→ **Exercise**
Without changing a single word, restate the entries below.
○ ○ ○
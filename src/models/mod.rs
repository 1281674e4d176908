mod address;
mod customer;
mod project;
mod user;

use serde::{Deserialize, Deserializer};

pub use address::Address;
pub use customer::{Customer, CustomerPayload};
pub use project::{Project, ProjectPayload};
pub use user::{Credentials, LoginResponse, User};

// The backend sends `null` for unset columns; treat those as the empty value
pub(crate) fn null_as_default<'de, D, T>(deserializer: D) -> Result<T, D::Error>
where
    D: Deserializer<'de>,
    T: Default + Deserialize<'de>,
{
    Ok(Option::<T>::deserialize(deserializer)?.unwrap_or_default())
}
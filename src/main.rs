use std::fs::{self, OpenOptions};
use std::io;
use std::sync::Mutex;

use anyhow::{Context, Result};
use clap::Parser;
use crossterm::{
    event::{self, DisableMouseCapture, EnableMouseCapture, Event, KeyCode, KeyEventKind, KeyModifiers},
    execute,
    terminal::{self, EnterAlternateScreen, LeaveAlternateScreen},
};
use tracing_subscriber::EnvFilter;
use tui::{
    backend::{Backend, CrosstermBackend},
    Terminal,
};

use crm_desk::api::{CrmApi, HttpApi};
use crm_desk::app::App;
use crm_desk::config::{self, Cli, Config};
use crm_desk::router::Route;
use crm_desk::session::{Session, SessionStore};
use crm_desk::ui::layout::render_app;

fn init_logging(config: &Config) -> Result<()> {
    if let Some(parent) = config.log_file.parent() {
        fs::create_dir_all(parent)?;
    }
    let file = OpenOptions::new()
        .create(true)
        .append(true)
        .open(&config.log_file)
        .with_context(|| format!("opening log file {}", config.log_file.display()))?;

    let env_filter = EnvFilter::try_from_default_env()
        .unwrap_or_else(|_| "crm_desk=info".into());

    tracing_subscriber::fmt()
        .with_env_filter(env_filter)
        .with_ansi(false)
        .with_writer(Mutex::new(file))
        .init();

    Ok(())
}

#[tokio::main]
async fn main() -> Result<()> {
    let cli = Cli::parse();

    // Load configuration
    let config = config::init(&cli)?;
    init_logging(&config)?;
    tracing::info!(api_url = %config.api_url, "starting crm_desk v{}", env!("CARGO_PKG_VERSION"));

    let store = SessionStore::new(&config.session_file);
    if cli.logout {
        store.clear()?;
    }
    let session = match store.load()? {
        Some(token) => Session::with_token(token),
        None => Session::new(),
    };

    let start = match cli.route.as_deref() {
        Some(path) => Route::parse(path).with_context(|| format!("unknown route {}", path))?,
        None => Route::Home,
    };

    let api = HttpApi::new(&config.api_url, config.request_timeout())?;
    let mut app = App::new(api, session, Some(store));

    println!("Connecting to {}...", config.api_url);
    app.restore_session().await;
    app.navigate(start).await;

    // Setup terminal
    terminal::enable_raw_mode()?;
    let mut stdout = io::stdout();
    execute!(stdout, EnterAlternateScreen, EnableMouseCapture)?;
    let backend = CrosstermBackend::new(stdout);
    let mut terminal = Terminal::new(backend)?;

    // Run the main app loop
    let result = run_app(&mut terminal, &mut app).await;

    // Restore terminal
    terminal::disable_raw_mode()?;
    execute!(
        terminal.backend_mut(),
        LeaveAlternateScreen,
        DisableMouseCapture
    )?;
    terminal.show_cursor()?;

    if let Err(err) = result {
        tracing::error!(error = %err, "terminal loop failed");
        println!("Error: {}", err);
    }

    tracing::info!("shutting down");
    Ok(())
}

async fn run_app<B: Backend, A: CrmApi>(terminal: &mut Terminal<B>, app: &mut App<A>) -> Result<()> {
    loop {
        terminal.draw(|f| render_app(f, app))?;

        if let Event::Key(key) = event::read()? {
            // crossterm reports releases too on some platforms
            if key.kind == KeyEventKind::Press {
                // raw mode turns Ctrl-C into an ordinary key press
                if key.code == KeyCode::Char('c') && key.modifiers.contains(KeyModifiers::CONTROL) {
                    app.quit();
                } else {
                    app.handle_key(key.code).await;
                }
            }
        }

        if app.should_quit() {
            break;
        }
    }

    Ok(())
}
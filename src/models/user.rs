use serde::{Deserialize, Serialize};

use super::null_as_default;

/// The authenticated account, as returned by `/api/login` and `/api/user`
#[derive(Debug, Clone, PartialEq, Eq, Deserialize)]
pub struct User {
    pub id: i64,
    #[serde(default, deserialize_with = "null_as_default")]
    pub name: String,
    #[serde(default, deserialize_with = "null_as_default")]
    pub email: String,
}

#[derive(Debug, Clone, Default, Serialize)]
pub struct Credentials {
    pub email: String,
    pub password: String,
}

/// Successful `POST /api/login` body
#[derive(Debug, Clone, Deserialize)]
pub struct LoginResponse {
    pub user: User,
    pub token: String,
}
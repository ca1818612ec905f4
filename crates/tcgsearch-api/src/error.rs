//! Error types for tcgsearch-api

use axum::http::StatusCode;
use axum::response::{IntoResponse, Json, Response};
use serde_json::json;
use thiserror::Error;

#[derive(Error, Debug)]
pub enum ApiError {
    #[error("Bad request: {message}")]
    BadRequest { message: String },

    #[error("Failed to bind {addr}: {source}")]
    Bind {
        addr: String,
        #[source]
        source: std::io::Error,
    },

    #[error("Server error: {0}")]
    Serve(#[source] std::io::Error),
}

impl ApiError {
    pub fn bad_request(message: impl Into<String>) -> Self {
        ApiError::BadRequest {
            message: message.into(),
        }
    }

    pub fn status(&self) -> StatusCode {
        match self {
            ApiError::BadRequest { .. } => StatusCode::BAD_REQUEST,
            ApiError::Bind { .. } | ApiError::Serve(_) => StatusCode::INTERNAL_SERVER_ERROR,
        }
    }
}

impl IntoResponse for ApiError {
    fn into_response(self) -> Response {
        (self.status(), Json(json!({ "error": self.to_string() }))).into_response()
    }
}
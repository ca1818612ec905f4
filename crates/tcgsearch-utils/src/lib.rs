//! Utility functions and helpers

/// Group the integer digits of a number with commas.
///
/// Accepts any plain decimal rendering (`"1234567.89"`, `"-1000"`); the
/// sign and fractional part are left untouched.
pub fn group_thousands(number: &str) -> String {
    let (sign, unsigned) = match number.strip_prefix('-') {
        Some(rest) => ("-", rest),
        None => ("", number),
    };
    let (int_part, frac_part) = match unsigned.find('.') {
        Some(idx) => unsigned.split_at(idx),
        None => (unsigned, ""),
    };

    let mut grouped = String::with_capacity(int_part.len() + int_part.len() / 3);
    let mut count = 0;
    for c in int_part.chars().rev() {
        if count == 3 {
            grouped.push(',');
            count = 0;
        }
        grouped.push(c);
        count += 1;
    }
    let int_grouped: String = grouped.chars().rev().collect();
    format!("{}{}{}", sign, int_grouped, frac_part)
}

/// Escape text for safe inclusion in HTML element content and quoted attributes
pub fn escape_html(content: &str) -> String {
    let mut out = String::with_capacity(content.len());
    for c in content.chars() {
        match c {
            '&' => out.push_str("&amp;"),
            '<' => out.push_str("&lt;"),
            '>' => out.push_str("&gt;"),
            '"' => out.push_str("&quot;"),
            '\'' => out.push_str("&#39;"),
            _ => out.push(c),
        }
    }
    out
}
○ ○ ○
→ **Response box**
filename src/models/mod.rs
repository 1281674e4d176908
mod address;
mod customer;
mod project;
mod user;

use serde::{Deserialize, Deserializer};

pub use address::Address;
pub use customer::{Customer, CustomerPayload};
pub use project::{Project, ProjectPayload};
pub use user::{Credentials, LoginResponse, User};

// The backend sends `null` for unset columns; treat those as the empty value
pub(crate) fn null_as_default<'de, D, T>(deserializer: D) -> Result<T, D::Error>
where
    D: Deserializer<'de>,
    T: Default + Deserialize<'de>,
{
    Ok(Option::<T>::deserialize(deserializer)?.unwrap_or_default())
}
filename src/main.rs
use std::fs::{self, OpenOptions};
use std::io;
use std::sync::Mutex;

use anyhow::{Context, Result};
use clap::Parser;
use crossterm::{
    event::{self, DisableMouseCapture, EnableMouseCapture, Event, KeyCode, KeyEventKind, KeyModifiers},
    execute,
    terminal::{self, EnterAlternateScreen, LeaveAlternateScreen},
};
use tracing_subscriber::EnvFilter;
use tui::{
    backend::{Backend, CrosstermBackend},
    Terminal,
};

use crm_desk::api::{CrmApi, HttpApi};
use crm_desk::app::App;
use crm_desk::config::{self, Cli, Config};
use crm_desk::router::Route;
use crm_desk::session::{Session, SessionStore};
use crm_desk::ui::layout::render_app;

fn init_logging(config: &Config) -> Result<()> {
    if let Some(parent) = config.log_file.parent() {
        fs::create_dir_all(parent)?;
    }
    let file = OpenOptions::new()
        .create(true)
        .append(true)
        .open(&config.log_file)
        .with_context(|| format!("opening log file {}", config.log_file.display()))?;

    let env_filter = EnvFilter::try_from_default_env()
        .unwrap_or_else(|_| "crm_desk=info".into());

    tracing_subscriber::fmt()
        .with_env_filter(env_filter)
        .with_ansi(false)
        .with_writer(Mutex::new(file))
        .init();

    Ok(())
}

#[tokio::main]
async fn main() -> Result<()> {
    let cli = Cli::parse();

    // Load configuration
    let config = config::init(&cli)?;
    init_logging(&config)?;
    tracing::info!(api_url = %config.api_url, "starting crm_desk v{}", env!("CARGO_PKG_VERSION"));

    let store = SessionStore::new(&config.session_file);
    if cli.logout {
        store.clear()?;
    }
    let session = match store.load()? {
        Some(token) => Session::with_token(token),
        None => Session::new(),
    };

    let start = match cli.route.as_deref() {
        Some(path) => Route::parse(path).with_context(|| format!("unknown route {}", path))?,
        None => Route::Home,
    };

    let api = HttpApi::new(&config.api_url, config.request_timeout())?;
    let mut app = App::new(api, session, Some(store));

    println!("Connecting to {}...", config.api_url);
    app.restore_session().await;
    app.navigate(start).await;

    // Setup terminal
    terminal::enable_raw_mode()?;
    let mut stdout = io::stdout();
    execute!(stdout, EnterAlternateScreen, EnableMouseCapture)?;
    let backend = CrosstermBackend::new(stdout);
    let mut terminal = Terminal::new(backend)?;

    // Run the main app loop
    let result = run_app(&mut terminal, &mut app).await;

    // Restore terminal
    terminal::disable_raw_mode()?;
    execute!(
        terminal.backend_mut(),
        LeaveAlternateScreen,
        DisableMouseCapture
    )?;
    terminal.show_cursor()?;

    if let Err(err) = result {
        tracing::error!(error = %err, "terminal loop failed");
        println!("Error: {}", err);
    }

    tracing::info!("shutting down");
    Ok(())
}

async fn run_app<B: Backend, A: CrmApi>(terminal: &mut Terminal<B>, app: &mut App<A>) -> Result<()> {
    loop {
        terminal.draw(|f| render_app(f, app))?;

        if let Event::Key(key) = event::read()? {
            // crossterm reports releases too on some platforms
            if key.kind == KeyEventKind::Press {
                // raw mode turns Ctrl-C into an ordinary key press
                if key.code == KeyCode::Char('c') && key.modifiers.contains(KeyModifiers::CONTROL) {
                    app.quit();
                } else {
                    app.handle_key(key.code).await;
                }
            }
        }

        if app.should_quit() {
            break;
        }
    }

    Ok(())
}
filename src/models/user.rs
use serde::{Deserialize, Serialize};

use super::null_as_default;

/// The authenticated account, as returned by `/api/login` and `/api/user`
#[derive(Debug, Clone, PartialEq, Eq, Deserialize)]
pub struct User {
    pub id: i64,
    #[serde(default, deserialize_with = "null_as_default")]
    pub name: String,
    #[serde(default, deserialize_with = "null_as_default")]
    pub email: String,
}

#[derive(Debug, Clone, Default, Serialize)]
pub struct Credentials {
    pub email: String,
    pub password: String,
}

/// Successful `POST /api/login` body
#[derive(Debug, Clone, Deserialize)]
pub struct LoginResponse {
    pub user: User,
    pub token: String,
}
repository ca1818612ec905f4
filename crates/tcgsearch-api/src/error.rs
//! Error types for tcgsearch-api

use axum::http::StatusCode;
use axum::response::{IntoResponse, Json, Response};
use serde_json::json;
use thiserror::Error;

#[derive(Error, Debug)]
pub enum ApiError {
    #[error("Bad request: {message}")]
    BadRequest { message: String },

    #[error("Failed to bind {addr}: {source}")]
    Bind {
        addr: String,
        #[source]
        source: std::io::Error,
    },

    #[error("Server error: {0}")]
    Serve(#[source] std::io::Error),
}

impl ApiError {
    pub fn bad_request(message: impl Into<String>) -> Self {
        ApiError::BadRequest {
            message: message.into(),
        }
    }

    pub fn status(&self) -> StatusCode {
        match self {
            ApiError::BadRequest { .. } => StatusCode::BAD_REQUEST,
            ApiError::Bind { .. } | ApiError::Serve(_) => StatusCode::INTERNAL_SERVER_ERROR,
        }
    }
}

impl IntoResponse for ApiError {
    fn into_response(self) -> Response {
        (self.status(), Json(json!({ "error": self.to_string() }))).into_response()
    }
}
repository ca1818612ec905f4
filename crates/tcgsearch-utils/src/lib.rs
//! Utility functions and helpers

/// Group the integer digits of a number with commas.
///
/// Accepts any plain decimal rendering (`"1234567.89"`, `"-1000"`); the
/// sign and fractional part are left untouched.
pub fn group_thousands(number: &str) -> String {
    let (sign, unsigned) = match number.strip_prefix('-') {
        Some(rest) => ("-", rest),
        None => ("", number),
    };
    let (int_part, frac_part) = match unsigned.find('.') {
        Some(idx) => unsigned.split_at(idx),
        None => (unsigned, ""),
    };

    let mut grouped = String::with_capacity(int_part.len() + int_part.len() / 3);
    let mut count = 0;
    for c in int_part.chars().rev() {
        if count == 3 {
            grouped.push(',');
            count = 0;
        }
        grouped.push(c);
        count += 1;
    }
    let int_grouped: String = grouped.chars().rev().collect();
    format!("{}{}{}", sign, int_grouped, frac_part)
}

/// Escape text for safe inclusion in HTML element content and quoted attributes
pub fn escape_html(content: &str) -> String {
    let mut out = String::with_capacity(content.len());
    for c in content.chars() {
        match c {
            '&' => out.push_str("&amp;"),
            '<' => out.push_str("&lt;"),
            '>' => out.push_str("&gt;"),
            '"' => out.push_str("&quot;"),
            '\'' => out.push_str("&#39;"),
            _ => out.push(c),
        }
    }
    out
}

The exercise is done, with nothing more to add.